The Origin Story (a.k.a. How Dairy Got You High)
Bred by 710 Genetics, this isn’t your college roommate’s sketchy bag of “kinda cheesy” mystery nugs. They took classic UK Cheese genetics, cranked the indica dial to 11, and polished it until it reeked like a Limburger factory on laundry day. The result? A nostalgic stink bomb that still slaps harder than grandma’s wooden spoon.
Effects: From Giggles to Horizontal
Expect a fast-acting head buzz that feels like someone cracked open a wheel of gouda inside your skull, followed by a full-body gravity upgrade.

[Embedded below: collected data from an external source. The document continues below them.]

//! Agents: records, registry and execution
//!
//! An agent is a typed worker with a status and success metrics. The
//! [`AgentRegistry`] owns every agent record; an [`AgentExecutor`] turns a
//! step input into output for one agent.

mod executor;
mod model_executor;
mod registry;
mod simulated;
mod types;

pub use executor::AgentExecutor;
pub use model_executor::{DEFAULT_DAILY_BUDGET, DEFAULT_MAX_TOOL_ROUNDS, ModelExecutor};
pub use registry::AgentRegistry;
pub use simulated::{Invocation, SimulatedExecutor};
pub use types::{Agent, AgentId, AgentMetrics, AgentProfile, AgentStatus, AgentType};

Couch-lock isn’t a side effect—it’s the main attraction. By the 30-minute mark you’ll be debating whether to order pizza or just dream about it while drooling on the armrest.

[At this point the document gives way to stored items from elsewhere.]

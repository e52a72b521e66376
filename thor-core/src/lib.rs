//! thor-core: Agent orchestration for thor
//!
//! This crate provides the moving parts behind `thor orchestrate`:
//!
//! - **Agents** - [`AgentRegistry`] tracks typed agents and their status
//! - **Execution** - [`AgentExecutor`] with simulated and model-backed implementations
//! - **Coordination** - [`Coordinator`] runs tasks sequentially, in parallel, or supervisor-first
//! - **Ledger** - [`Ledger`] tracks daily and lifetime spend plus conversation history
//! - **Tools** - [`tools::ToolRunner`] executes file and shell tools for models
//! - **Kill switch** - [`KillSwitch`] stops new work from starting
//! - **Reporting** - [`StatusReporter`] snapshots and health checks
//!
//! # Quick Start
//!
//! ```no_run
//! use std::time::Duration;
//! use thor_core::{TaskMode, ThorContext};
//!
//! async fn example() -> Result<(), thor_core::ThorError> {
//!     let ctx = ThorContext::builder()
//!         .simulated(Duration::from_millis(100))
//!         .build()?;
//!
//!     let result = ctx
//!         .orchestrate("Review the vendor contract", &["legal", "financial"], TaskMode::Parallel)
//!         .await;
//!     println!("{}: {:?}", result.status, result.final_output());
//!     Ok(())
//! }
//! ```
//!
//! # Architecture
//!
//! ```text
//! ┌──────────────────────────── ThorContext ────────────────────────────┐
//! │                                                                     │
//! │  Coordinator ──► StepRunner ──► AgentExecutor ──► ModelProvider     │
//! │      │               │               │                              │
//! │      │               ▼               ├──► ToolRunner                │
//! │      │         AgentRegistry         ▼                              │
//! │      └──────────────────────────► Ledger ──► LedgerStore           │
//! │                                                                     │
//! │  KillSwitch (checked before every step, model call and tool call)  │
//! │  StatusReporter (reads registry, task history, ledger)             │
//! └─────────────────────────────────────────────────────────────────────┘
//! ```

pub mod agent;
pub mod context;
pub mod coordinator;
pub mod error;
pub mod kill_switch;
pub mod ledger;
pub mod reporter;
pub mod task;
pub mod tools;

pub use agent::{
    Agent, AgentExecutor, AgentId, AgentRegistry, AgentStatus, AgentType, ModelExecutor,
    SimulatedExecutor,
};
pub use context::{ThorContext, ThorContextBuilder};
pub use coordinator::{Coordinator, CoordinatorConfig, recommend_agents};
pub use error::{AgentError, ExecutionError, ThorError, ToolError};
pub use kill_switch::{KillSwitch, KillSwitchState};
pub use ledger::{
    Clock, DailyUsage, Ledger, LedgerConfig, LedgerError, LedgerStore, ManualClock, MemoryStore,
    SqliteStore, SystemClock,
};
pub use reporter::{HealthReport, HealthStatus, StatusReporter, StatusSnapshot};
pub use task::{StepOutcome, Task, TaskId, TaskMode, TaskResult, TaskStatus};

Flavor & Aroma: The Fridge That Smokes Back
On the nose: funky, fermented dairy with hints of damp basement and regret. On the tongue: sharp cheddar, earthy spice, and a whisper of nuttiness—like licking a cheese board that’s been left out at a wine tasting nobody attended. If your house smells like a deli afterward, congrats, you stored it correctly.
Growing Tips for Closet Cheesemongers
Medium height, dense nugs that look like they’ve been rolled in confectioner’s sugar (trichomes, not actual sugar—don’t snort it). Flowering time is 8-9 weeks, odor control is non-negotiable unless you want your neighbors to think you’re running an illicit fondue operation. Yield is solid; just remember to cure properly or you’ll have $200 worth of foot-smelling lawn clippings.
Medicinal Uses (Beyond the Munchies)
Patients reach for 710 Cheese to silence chronic pain, insomnia, and existential dread. The near-zero CBD keeps the ride cerebral, while the THC bulldozes stress into a puddle of melted mozzarella. Side effects include forgetting what you were stressed about and possibly ordering two large pizzas “just in case.”
Who Should Hit This?
Perfect for seasoned stoners who think they’ve smelled it all, night-shift workers looking to time-travel to tomorrow, and anyone whose dating profile says “fluent in sarcasm.” Skip it if you’re THC-shy or if your roommate is a cheese purist who’ll lecture you about “proper affinage.”